The lines to reproduce run from the first one below to the line containing "pub struct CloudInputs<'a>", both included. Reproduce them exactly and nothing else.

• • • • •

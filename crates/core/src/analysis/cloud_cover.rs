//! Cloud-cover estimation from solar sensors
//!
//! Fuses solar radiation (primary), illuminance (secondary), and UV index
//! (tertiary) into a cloud-cover percentage.
//!
//! Above 15° solar elevation the analyzer works in the *relative* regime:
//! each channel is normalized against its astronomically derived clear-sky
//! expectation. Below 15°, or when every channel reads low, the relative
//! ratios are unreliable and a graded *absolute* fallback table applies.
//!
//! Four adjustments follow, in order: the user luminance multiplier
//! (applied to the raw readings, faded out toward the zenith), a pressure
//! trend nudge (falling pressure means building cloud), a historical
//! clear-sky bias (recent persistent clear weather argues against a
//! sudden overcast reading from a degraded sensor), and an inter-update
//! truncation that disallows jumps larger than 30 points.

use serde::{Deserialize, Serialize};
use tracing::{debug, warn};

use crate::analysis::pressure_wind::PressureSystem;
use crate::atmosphere::solar::SolarContext;
use crate::core_types::constants::{
    CloudCoverThresholds, HysteresisThresholds, PressureThresholds, SolarThresholds,
    DEFAULT_ZENITH_MAX_WM2, ZENITH_MAX_RANGE,
};
use crate::core_types::units::INHG_TO_HPA;
use crate::error::Warning;

/// Which estimation regime produced the raw percentage.
#[derive(Debug, Clone, Copy, PartialEq, Eq, Serialize, Deserialize)]
#[serde(rename_all = "snake_case")]
pub enum CloudRegime {
    /// Astronomically normalized channel ratios
    Relative,
    /// Graded absolute table for low sun or low light
    AbsoluteFallback,
}

/// Inputs to the cloud-cover analyzer, canonical units.
#[derive(Debug, Clone, Copy)]
pub struct CloudInputs<'a> {
    /// Moving-averaged solar radiation, W/m²
    pub solar_avg_wm2: f64,
    pub lux: f64,
    pub uv_index: f64,
    pub solar: &'a SolarContext,
    /// Configured zenith maximum; validated against the calibration band
    pub zenith_max_wm2: f64,
    /// User luminance multiplier, clamped to [0.1, 5.0]
    pub luminance_multiplier: f64,
    /// 3-hour pressure slope, inHg per hour
    pub pressure_trend_3h: Option<f64>,
    pub pressure_system: PressureSystem,
    /// Fraction of the last 6 h classified sunny / clear-night
    pub clear_fraction_6h: Option<f64>,
    /// True when solar inputs are estimated or substituted
    pub solar_degraded: bool,
    /// Hour of day from the snapshot timestamp
    pub hour_of_day: u32,
    /// Cloud cover emitted for the previous observation
    pub previous_cloud_pct: Option<f64>,
}

/// Cloud-cover analysis result.
#[derive(Debug, Clone, PartialEq, Serialize, Deserialize)]
pub struct CloudAnalysis {
    /// Final cloud cover after all adjustments and truncation, [0, 100]
    pub cloud_cover_pct: f64,
    /// Pre-truncation value; the hysteresis filter inspects the raw jump
    pub raw_pct: f64,
    /// Raw change against the previous observation
    pub raw_delta: Option<f64>,
    /// Clear-sky irradiance the measurement was normalized against
    pub expected_clear_sky_wm2: f64,
    pub regime: CloudRegime,
    /// Calibration warning when the configured zenith max was out of band
    pub warning: Option<Warning>,
}

/// Run the cloud-cover analysis.
#[must_use]
pub fn analyze_cloud_cover(inputs: &CloudInputs<'_>) -> CloudAnalysis {
    // Calibration guard on the configured zenith maximum
    let (zenith_max, warning) = validate_zenith_max(inputs.zenith_max_wm2);

    // Adjustment 1: luminance multiplier, faded out as the sun climbs
    let multiplier = effective_luminance_multiplier(
        inputs.luminance_multiplier,
        inputs.solar.elevation_deg,
    );
    let radiation = inputs.solar_avg_wm2 * multiplier;
    let lux = inputs.lux * multiplier;
    let uv = inputs.uv_index;

    let expected = inputs.solar.expected_irradiance(zenith_max).max(50.0);

    let low_light = radiation < 200.0 && lux < 20_000.0 && uv < 1.0;
    let relative_ok =
        inputs.solar.elevation_deg >= SolarThresholds::RELATIVE_REGIME_MIN_ELEVATION && !low_light;

    let (raw, regime) = if relative_ok {
        (
            relative_cloud_cover(radiation, lux, uv, expected),
            CloudRegime::Relative,
        )
    } else {
        (
            absolute_fallback(radiation, lux, uv),
            CloudRegime::AbsoluteFallback,
        )
    };
    debug!(regime = ?regime, raw, "cloud cover regime selected");

    // Adjustment 2: pressure-trend nudge
    let mut adjusted = raw + pressure_nudge(inputs.pressure_trend_3h);

    // Adjustment 3: historical clear-sky bias, only when the estimate is
    // already indirect (fallback regime or degraded solar data)
    if regime == CloudRegime::AbsoluteFallback || inputs.solar_degraded {
        adjusted -= clear_sky_bias(
            inputs.clear_fraction_6h,
            inputs.pressure_system,
            inputs.pressure_trend_3h,
            inputs.hour_of_day,
        );
    }

    let raw_pct = adjusted.clamp(0.0, 100.0);
    let raw_delta = inputs.previous_cloud_pct.map(|prev| raw_pct - prev);

    // Adjustment 4: inter-update truncation
    let cloud_cover_pct = match inputs.previous_cloud_pct {
        Some(prev) => {
            let delta = (raw_pct - prev).clamp(
                -HysteresisThresholds::MAX_CLOUD_DELTA,
                HysteresisThresholds::MAX_CLOUD_DELTA,
            );
            (prev + delta).clamp(0.0, 100.0)
        }
        None => raw_pct,
    };

    CloudAnalysis {
        cloud_cover_pct,
        raw_pct,
        raw_delta,
        expected_clear_sky_wm2: expected,
        regime,
        warning,
    }
}

fn validate_zenith_max(configured: f64) -> (f64, Option<Warning>) {
    let (lo, hi) = ZENITH_MAX_RANGE;
    if (lo..=hi).contains(&configured) {
        (configured, None)
    } else {
        warn!(
            configured,
            fallback = DEFAULT_ZENITH_MAX_WM2,
            "zenith max radiation outside calibration band"
        );
        (
            DEFAULT_ZENITH_MAX_WM2,
            Some(Warning::Calibration {
                field: "zenith_max_radiation_wm2".into(),
                substituted: DEFAULT_ZENITH_MAX_WM2,
            }),
        )
    }
}

/// The user multiplier corrects sensor siting (shade, tinted dome). The
/// correction matters most with the sun low and not at all overhead, so it
/// fades linearly with elevation.
fn effective_luminance_multiplier(multiplier: f64, elevation_deg: f64) -> f64 {
    let clamped = multiplier.clamp(0.1, 5.0);
    let elevation_factor = (1.0 - elevation_deg / 90.0).max(0.0);
    1.0 + (clamped - 1.0) * elevation_factor
}

fn relative_cloud_cover(radiation: f64, lux: f64, uv: f64, expected: f64) -> f64 {
    let cloud_solar = (100.0 - 100.0 * radiation / expected).clamp(0.0, 100.0);
    let cloud_lux =
        (100.0 - 100.0 * lux / CloudCoverThresholds::LUX_CLEAR_SKY).clamp(0.0, 100.0);
    let cloud_uv = (100.0 - 100.0 * uv / CloudCoverThresholds::UV_CLEAR_SKY).clamp(0.0, 100.0);

    if radiation >= 10.0 {
        if lux > 0.0 && uv > 0.0 {
            0.80 * cloud_solar + 0.15 * cloud_lux + 0.05 * cloud_uv
        } else if lux > 0.0 {
            0.85 * cloud_solar + 0.15 * cloud_lux
        } else if uv > 0.0 {
            0.90 * cloud_solar + 0.10 * cloud_uv
        } else {
            cloud_solar
        }
    } else if lux >= 1000.0 {
        if uv > 0.0 {
            0.9 * cloud_lux + 0.1 * cloud_uv
        } else {
            cloud_lux
        }
    } else if uv > 0.0 {
        cloud_uv
    } else {
        CloudCoverThresholds::NEUTRAL
    }
}

/// Graded absolute table for the low-light regime. All channels dim means
/// heavy overcast; progressively brighter readings walk the estimate down.
fn absolute_fallback(radiation: f64, lux: f64, uv: f64) -> f64 {
    if radiation < 50.0 && lux < 5000.0 && uv == 0.0 {
        CloudCoverThresholds::FALLBACK_HEAVY_OVERCAST
    } else if radiation < 100.0 && lux < 10_000.0 {
        CloudCoverThresholds::FALLBACK_MOSTLY_CLOUDY
    } else if radiation < 200.0 && lux < 20_000.0 && uv < 1.0 {
        CloudCoverThresholds::FALLBACK_PARTLY_CLOUDY
    } else {
        // Bright sensors under a low sun: the ratios are untrustworthy,
        // report neutral
        CloudCoverThresholds::NEUTRAL
    }
}

/// Falling 3-hour pressure adds up to +10 cloud points, rising subtracts
/// up to 10. Scaled at 5 points per hPa of 3-hour change.
fn pressure_nudge(trend_3h_inhg_per_hour: Option<f64>) -> f64 {
    let Some(slope) = trend_3h_inhg_per_hour else {
        return 0.0;
    };
    let change_hpa_3h = slope * 3.0 * INHG_TO_HPA;
    (-change_hpa_3h * PressureThresholds::CLOUD_NUDGE_PER_HPA).clamp(
        -PressureThresholds::CLOUD_NUDGE_CAP,
        PressureThresholds::CLOUD_NUDGE_CAP,
    )
}

/// Bias toward clear skies when the recent past was persistently clear and
/// the pressure situation supports it. Mornings damp the bias: radiation
/// fog and overnight stratus legitimately cloud a station that was clear
/// all yesterday.
fn clear_sky_bias(
    clear_fraction_6h: Option<f64>,
    system: PressureSystem,
    trend_3h: Option<f64>,
    hour_of_day: u32,
) -> f64 {
    let Some(clear_fraction) = clear_fraction_6h else {
        return 0.0;
    };

    let high_pressure_boost = if system.is_high() { 0.2 } else { 0.0 };
    let rising_trend_boost = if trend_3h.is_some_and(|t| t > 0.01) {
        0.15
    } else {
        0.0
    };

    let mut strength = (clear_fraction + high_pressure_boost + rising_trend_boost).clamp(0.0, 1.0);

    let is_morning = (6..10).contains(&hour_of_day);
    if is_morning {
        strength = strength.min((strength / 2.0).max(0.5));
    }

    if strength > 0.7 {
        50.0 * strength
    } else if strength > 0.5 {
        30.0 * strength
    } else {
        0.0
    }
}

• • • • •

- [EXERCISE OUTPUT]:
filename crates/core/src/analysis/cloud_cover.rs
//! Cloud-cover estimation from solar sensors
//!
//! Fuses solar radiation (primary), illuminance (secondary), and UV index
//! (tertiary) into a cloud-cover percentage.
//!
//! Above 15° solar elevation the analyzer works in the *relative* regime:
//! each channel is normalized against its astronomically derived clear-sky
//! expectation. Below 15°, or when every channel reads low, the relative
//! ratios are unreliable and a graded *absolute* fallback table applies.
//!
//! Four adjustments follow, in order: the user luminance multiplier
//! (applied to the raw readings, faded out toward the zenith), a pressure
//! trend nudge (falling pressure means building cloud), a historical
//! clear-sky bias (recent persistent clear weather argues against a
//! sudden overcast reading from a degraded sensor), and an inter-update
//! truncation that disallows jumps larger than 30 points.

use serde::{Deserialize, Serialize};
use tracing::{debug, warn};

use crate::analysis::pressure_wind::PressureSystem;
use crate::atmosphere::solar::SolarContext;
use crate::core_types::constants::{
    CloudCoverThresholds, HysteresisThresholds, PressureThresholds, SolarThresholds,
    DEFAULT_ZENITH_MAX_WM2, ZENITH_MAX_RANGE,
};
use crate::core_types::units::INHG_TO_HPA;
use crate::error::Warning;

/// Which estimation regime produced the raw percentage.
#[derive(Debug, Clone, Copy, PartialEq, Eq, Serialize, Deserialize)]
#[serde(rename_all = "snake_case")]
pub enum CloudRegime {
    /// Astronomically normalized channel ratios
    Relative,
    /// Graded absolute table for low sun or low light
    AbsoluteFallback,
}

/// Inputs to the cloud-cover analyzer, canonical units.
#[derive(Debug, Clone, Copy)]
pub struct CloudInputs<'a> {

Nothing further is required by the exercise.